Breadcrumbs

PC Profile: Sterling Johnson OPC '78

Since its founding in 1775, the Army Corps of Engineers has assisted some of the most significant building projects in American history—from the fortifications at Bunker Hill to the Washington Monument to the Panama Canal and the Bonneville Dam. The Corps’ motto is Essayons, which is French for “Let Us Try.” 

That resonates with Sterling Johnson OPC ’78, who has spent the last 31 years working for the Corps on projects close to home and around the world. Since 2002, Johnson has been a strategic planner, now in international interagency environmental support, which means that he specializes in environmental projects such as beach fill along the Jersey shore, helping to turn a freshwater marsh into a saltwater marsh, or dredging the Schuylkill River. Often Johnson and his team assist other governmental agencies on their projects, such as cleaning up environmental contamination on Staten Island for the National Park Service. Earlier this year, he was asked to help the Department of Health and Human Services build distribution facilities for Covid-19 vaccines as part of Operation Warp Speed. Also as a response to the pandemic, he was project manager for construction of alternate care facilities that the Corps built for Trenton, East Orange and New Bergen County in New Jersey. 

Although Johnson is based in the Corps’ Philadelphia district, which includes everything within the Delaware River watershed, he has worked on special assignments for the Corps in other parts of the United States and overseas. He spent time in Germany and Belgium, working on a project with NATO, and even went to Afghanistan in 2010 to help build roads and hospitals with the Afghan army. 

One does not have to be a soldier to work for the Army Corps of Engineers, and indeed Johnson has never served in the military. He sees his job as providing technical know-how and is proud that his work is strictly apolitical. “We try to let the science and the engineering guide us,” Johnson explained. “As a project manager, I’m constantly telling my team that we are supposed to be an honest broker. Our job is to analyze the facts, come up with a conclusion, and then give it to the decision makers so they can decide what to do.” 

After graduating from the University of Pennsylvania with a bachelor’s degree in material science and engineering, Johnson joked that he assumed he would go to work for NASA. But a cousin who worked for the Corps told him that they were looking for bright young engineers, and Johnson decided to apply. “I grew to like the position,” Johnson said. “I had a boss who gave me interesting assignments and knew enough to leave me alone.” Thirty years later, he is still there. In 2004, he earned a master’s in administration from Central Michigan University. 

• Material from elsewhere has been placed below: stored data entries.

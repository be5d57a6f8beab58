//! Length section - two points per character, capped.

use super::SectionPoints;

/// Maximum points the length section can award (reached at 20 characters).
pub const LENGTH_POINTS_CAP: SectionPoints = 40;

const POINTS_PER_CHAR: usize = 2;

/// Scores the password by its length in characters.
///
/// Returns `min(40, chars * 2)`.
pub fn length_section(password: &str) -> SectionPoints {
    let points = password
        .chars()
        .count()
        .saturating_mul(POINTS_PER_CHAR)
        .min(LENGTH_POINTS_CAP as usize);
    points as SectionPoints
}

#[cfg(test)]
mod tests {
    use super::*;

    #[test]
    fn test_length_section_empty() {
        assert_eq!(length_section(""), 0);
    }

    #[test]
    fn test_length_section_short() {
        assert_eq!(length_section("abcdef"), 12);
    }

    #[test]
    fn test_length_section_saturates_at_twenty() {
        assert_eq!(length_section(&"a".repeat(19)), 38);
        assert_eq!(length_section(&"a".repeat(20)), 40);
        assert_eq!(length_section(&"a".repeat(50)), 40);
    }

    #[test]
    fn test_length_section_counts_chars_not_bytes() {
        // 3 chars, 9 bytes
        assert_eq!(length_section("€€€"), 6);
    }
}
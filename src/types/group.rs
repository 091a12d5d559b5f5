//! Group and member types
//!
//! A group owns its membership list; members are identified by an opaque
//! string that is unique within the group.

use serde::Serialize;

/// Group identifier
pub type GroupId = u32;

/// Expense identifier, unique within a group
pub type ExpenseId = u32;

/// Opaque member identifier
pub type MemberId = String;

/// A participant in a group
#[derive(Debug, Clone, PartialEq, Eq, Serialize)]
pub struct Member {
    /// Identifier used by payments and splits
    pub id: MemberId,

    /// Display name used by reports
    pub name: String,
}

impl Member {
    /// Create a member with a display name
    pub fn new(id: impl Into<MemberId>, name: impl Into<String>) -> Self {
        Member {
            id: id.into(),
            name: name.into(),
        }
    }

    /// Create a member from an input record, defaulting the name to the id
    pub fn from_record(id: impl Into<MemberId>, name: Option<String>) -> Self {
        match name {
            Some(name) => Member::new(id, name),
            None => Member::with_id(id),
        }
    }

    /// Create a member whose display name is its identifier
    pub fn with_id(id: impl Into<MemberId>) -> Self {
        let id = id.into();
        Member {
            name: id.clone(),
            id,
        }
    }
}

/// A group of members sharing expenses
#[derive(Debug, Clone, PartialEq)]
pub struct Group {
    /// Group identifier
    pub id: GroupId,

    /// Display name of the group
    pub name: String,

    /// Members in the order they joined
    pub members: Vec<Member>,
}

impl Group {
    /// Create an empty group
    pub fn new(id: GroupId, name: impl Into<String>) -> Self {
        Group {
            id,
            name: name.into(),
            members: Vec::new(),
        }
    }

    /// Whether `member` currently belongs to the group
    pub fn has_member(&self, member: &str) -> bool {
        self.members.iter().any(|m| m.id == member)
    }

    /// Whether `member` was among the first `roster` members to join
    ///
    /// With `None` this is the same as [`Group::has_member`].
    pub fn had_member(&self, member: &str, roster: Option<usize>) -> bool {
        let joined = roster.map_or(self.members.len(), |n| n.min(self.members.len()));
        self.members[..joined].iter().any(|m| m.id == member)
    }

    /// Add a member unless one with the same id already exists
    ///
    /// Returns `true` when the member was added. Re-adding keeps the
    /// original display name.
    pub fn add_member(&mut self, member: Member) -> bool {
        if self.has_member(&member.id) {
            return false;
        }
        self.members.push(member);
        true
    }
}
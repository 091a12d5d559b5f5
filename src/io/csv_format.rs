//! CSV format handling for ledger records and report output
//!
//! This module centralizes all CSV format concerns, providing:
//! - CsvRecord structure for deserialization
//! - Conversion from CSV records to ledger records
//! - Report serialization
//!
//! All functions are pure (no file I/O) for easy testing.

use crate::types::{ExpenseId, GroupId, GroupReport, LedgerRecord, SplitError};
use serde::Deserialize;
use std::io::Write;

/// Raw CSV row as deserialized from the input file
///
/// Columns: `kind,group,expense,member,amount,note`. Amounts stay raw strings
/// so that validation can report the original text.
#[derive(Debug, Deserialize, Clone, PartialEq)]
pub struct CsvRecord {
    pub kind: String,
    pub group: GroupId,
    #[serde(default)]
    pub expense: Option<ExpenseId>,
    #[serde(default)]
    pub member: Option<String>,
    #[serde(default)]
    pub amount: Option<String>,
    #[serde(default)]
    pub note: Option<String>,
}

/// Convert a CSV row into a ledger record
///
/// # Arguments
///
/// * `csv_record` - The deserialized row
///
/// # Returns
///
/// * `Ok(LedgerRecord)` if the row has the columns its kind requires
/// * `Err(SplitError::ParseError)` otherwise
///
/// # Errors
///
/// Returns an error if:
/// - The kind is not one of `group`, `member`, `expense`, `payment`, `split`
/// - A member row has no member id
/// - An expense, payment or split row has no expense id
pub fn convert_csv_record(csv_record: CsvRecord) -> Result<LedgerRecord, SplitError> {
    let CsvRecord {
        kind,
        group,
        expense,
        member,
        amount,
        note,
    } = csv_record;

    let note = note.filter(|n| !n.is_empty());
    let member = member.filter(|m| !m.is_empty());
    let require_expense = || {
        expense.ok_or_else(|| {
            SplitError::parse(format!(
                "{} row for group {} is missing its expense id",
                kind, group
            ))
        })
    };

    let record = match kind.to_lowercase().as_str() {
        "group" => LedgerRecord::Group {
            group,
            name: note.unwrap_or_else(|| group.to_string()),
        },
        "member" => LedgerRecord::Member {
            group,
            member: member.ok_or_else(|| {
                SplitError::parse(format!(
                    "member row for group {} is missing its member id",
                    group
                ))
            })?,
            name: note,
        },
        "expense" => LedgerRecord::Expense {
            group,
            expense: require_expense()?,
            description: note,
        },
        "payment" => LedgerRecord::Payment {
            group,
            expense: require_expense()?,
            payer: member,
            amount,
        },
        "split" => LedgerRecord::Split {
            group,
            expense: require_expense()?,
            member,
            share: amount,
        },
        _ => {
            return Err(SplitError::parse(format!(
                "Unknown record kind '{}' for group {}",
                kind, group
            )))
        }
    };

    Ok(record)
}

/// Write reports as CSV rows
///
/// Groups appear in the order given. For each group, one `balance` row per
/// member in member order is followed by one `settlement` row per transfer in
/// planner order.
///
/// # Errors
///
/// Returns `OutputError` if writing fails.
pub fn write_reports_csv(reports: &[GroupReport], output: &mut dyn Write) -> Result<(), SplitError> {
    use csv::Writer;

    let output_error = |e: csv::Error| SplitError::OutputError {
        message: e.to_string(),
    };

    let mut writer = Writer::from_writer(output);

    writer
        .write_record(["group", "record", "member", "counterparty", "amount"])
        .map_err(output_error)?;

    for report in reports {
        let group = report.group.to_string();

        for member in &report.members {
            let balance = format!("{:.2}", member.balance);
            writer
                .write_record([
                    group.as_str(),
                    "balance",
                    member.id.as_str(),
                    "",
                    balance.as_str(),
                ])
                .map_err(output_error)?;
        }

        for settlement in &report.settlements {
            let amount = format!("{:.2}", settlement.amount);
            writer
                .write_record([
                    group.as_str(),
                    "settlement",
                    settlement.from.as_str(),
                    settlement.to.as_str(),
                    amount.as_str(),
                ])
                .map_err(output_error)?;
        }
    }

    writer.flush().map_err(|e| SplitError::OutputError {
        message: e.to_string(),
    })?;

    Ok(())
}
//! Net balance computation
//!
//! Aggregates every payment and split of a group snapshot into per-member
//! totals. The calculation is pure: it reads the snapshot and nothing else.
//!
//! # Balance Rules
//!
//! - Each member starts with `paid = 0` and `owed = 0`
//! - A payment adds its amount to the payer's `paid`
//! - A split adds its share to the member's `owed`
//! - `balance = paid - owed`; positive means the member is owed money

use crate::types::{BalanceSheet, GroupSnapshot, NetBalance, SplitError};
use std::collections::HashMap;
use tracing::debug;

/// Compute the net balance of every member of a group
///
/// Entries are returned in the snapshot's member order. A group without
/// members yields an empty sheet.
///
/// # Arguments
///
/// * `snapshot` - Members and expenses of one group
///
/// # Returns
///
/// * `Ok(BalanceSheet)` with one entry per member
/// * `Err(SplitError)` if the snapshot is inconsistent or a total overflows
///
/// # Errors
///
/// Returns an error if:
/// - A payment or split names a member absent from the snapshot (`InvalidMember`)
/// - A running total exceeds the decimal range (`ArithmeticOverflow`)
pub fn compute_balances(snapshot: &GroupSnapshot) -> Result<BalanceSheet, SplitError> {
    let mut entries: Vec<NetBalance> = snapshot
        .members
        .iter()
        .map(|member| NetBalance::zero(member.id.clone()))
        .collect();

    let slots: HashMap<&str, usize> = snapshot
        .members
        .iter()
        .enumerate()
        .map(|(slot, member)| (member.id.as_str(), slot))
        .collect();

    let slot_of = |member: &str| {
        slots
            .get(member)
            .copied()
            .ok_or_else(|| SplitError::invalid_member(member, snapshot.group))
    };

    for expense in &snapshot.expenses {
        for payment in &expense.payments {
            let entry = &mut entries[slot_of(&payment.payer)?];
            entry.paid = entry
                .paid
                .checked_add(payment.amount)
                .ok_or_else(|| SplitError::arithmetic_overflow("paid total", &payment.payer))?;
        }

        for split in &expense.splits {
            let entry = &mut entries[slot_of(&split.member)?];
            entry.owed = entry
                .owed
                .checked_add(split.share)
                .ok_or_else(|| SplitError::arithmetic_overflow("owed total", &split.member))?;
        }
    }

    for entry in &mut entries {
        entry.balance = entry
            .paid
            .checked_sub(entry.owed)
            .ok_or_else(|| SplitError::arithmetic_overflow("balance", &entry.member))?;
    }

    debug!(
        group = snapshot.group,
        members = entries.len(),
        expenses = snapshot.expenses.len(),
        "computed balances"
    );

    Ok(BalanceSheet::new(entries))
}
//! Derived balance and settlement types
//!
//! Neither type is ever persisted; both live for a single report computation.

use super::group::MemberId;
use rust_decimal::Decimal;
use serde::Serialize;

/// Net position of one member within a group
#[derive(Debug, Clone, PartialEq)]
pub struct NetBalance {
    /// The member this balance belongs to
    pub member: MemberId,

    /// Total the member paid across all expenses
    pub paid: Decimal,

    /// Total of the member's split shares
    pub owed: Decimal,

    /// `paid - owed`; positive means the member is owed money
    pub balance: Decimal,
}

impl NetBalance {
    /// A member with nothing paid and nothing owed
    pub fn zero(member: MemberId) -> Self {
        NetBalance {
            member,
            paid: Decimal::ZERO,
            owed: Decimal::ZERO,
            balance: Decimal::ZERO,
        }
    }
}

/// Net balances of every member of a group, in member order
///
/// Order matters: the settlement planner breaks ties by it.
#[derive(Debug, Clone, Default, PartialEq)]
pub struct BalanceSheet {
    entries: Vec<NetBalance>,
}

impl BalanceSheet {
    pub fn new(entries: Vec<NetBalance>) -> Self {
        BalanceSheet { entries }
    }

    /// Build a sheet from bare `(member, balance)` pairs
    ///
    /// Positive balances are recorded as paid, negative ones as owed.
    pub fn from_balances<I, M>(balances: I) -> Self
    where
        I: IntoIterator<Item = (M, Decimal)>,
        M: Into<MemberId>,
    {
        let entries = balances
            .into_iter()
            .map(|(member, balance)| NetBalance {
                member: member.into(),
                paid: balance.max(Decimal::ZERO),
                owed: (-balance).max(Decimal::ZERO),
                balance,
            })
            .collect();
        BalanceSheet { entries }
    }

    /// Balance of a member, if the member is on the sheet
    pub fn get(&self, member: &str) -> Option<Decimal> {
        self.entries
            .iter()
            .find(|entry| entry.member == member)
            .map(|entry| entry.balance)
    }

    pub fn iter(&self) -> std::slice::Iter<'_, NetBalance> {
        self.entries.iter()
    }

    pub fn entries(&self) -> &[NetBalance] {
        &self.entries
    }

    pub fn len(&self) -> usize {
        self.entries.len()
    }

    pub fn is_empty(&self) -> bool {
        self.entries.is_empty()
    }

    /// Sum of all balances; zero when every expense is balanced
    pub fn total(&self) -> Decimal {
        self.entries.iter().map(|entry| entry.balance).sum()
    }
}

impl<'a> IntoIterator for &'a BalanceSheet {
    type Item = &'a NetBalance;
    type IntoIter = std::slice::Iter<'a, NetBalance>;

    fn into_iter(self) -> Self::IntoIter {
        self.entries.iter()
    }
}

/// A directed transfer from a debtor to a creditor
#[derive(Debug, Clone, PartialEq, Eq, Serialize)]
pub struct Settlement {
    /// Member who pays
    pub from: MemberId,

    /// Member who receives
    pub to: MemberId,

    /// Amount transferred, always positive
    pub amount: Decimal,
}
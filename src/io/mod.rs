//! I/O module
//!
//! Handles CSV parsing and report output.
//!
//! # Components
//!
//! - `csv_format` - CSV format handling (record conversion, report rows)
//! - `json_format` - JSON report output
//! - `sync_reader` - Synchronous CSV reader with iterator interface
//! - `async_reader` - Asynchronous CSV reader with batch reading interface

pub mod async_reader;
pub mod csv_format;
pub mod json_format;
pub mod sync_reader;

pub use async_reader::AsyncReader;
pub use csv_format::{convert_csv_record, write_reports_csv, CsvRecord};
pub use json_format::write_reports_json;
pub use sync_reader::SyncReader;

use crate::cli::ReportFormat;
use crate::types::{GroupReport, SplitError};
use std::io::Write;

/// Write reports in the requested format
pub fn write_reports(
    reports: &[GroupReport],
    format: ReportFormat,
    output: &mut dyn Write,
) -> Result<(), SplitError> {
    match format {
        ReportFormat::Csv => write_reports_csv(reports, output),
        ReportFormat::Json => write_reports_json(reports, output),
    }
}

Johnson has shown a similar long-term dedication to Penn Charter. Asked for some of his favorite memories, Johnson laughed. “Man, how much time do you have? Some of my best friends I met as a 15-year old at Penn Charter, and they’re still my good friends.” 

His favorite teachers included science legends Thomas “Doc” Katman and Alice Davis, which is not surprising for a future engineer, but Johnson adds longtime English teacher John Schug, as well, who instilled a love of literature. Johnson was also four-sport athlete, who played football, basketball, baseball and ran track. He said he appreciated PC’s emphasis on excellence in athletics as well as academics and the arts. “There are certain things you learn on the field of play that you can’t learn in the classroom, such as resilience and teamwork,” he explained. “You learn that hard work yields results.” 

Johnson is a longtime class agent and has served in numerous roles for the Alumni Society, as well. PC has changed in many ways since Johnson was a student back in the mid-’70s, and he said that he appreciates efforts to increase the school’s diversity. 

“It’s a work in progress,” Johnson reasoned. “But the first step toward resolving any issue is addressing it head-on. I think PC has always been very honest with itself. As the student body has grown, there are new types of diversity to consider in addition to race, such as diversity in sexuality, socioeconomic background and diversity of thought. But the school is heading in the right direction. I think PC is willing to do the hard work.”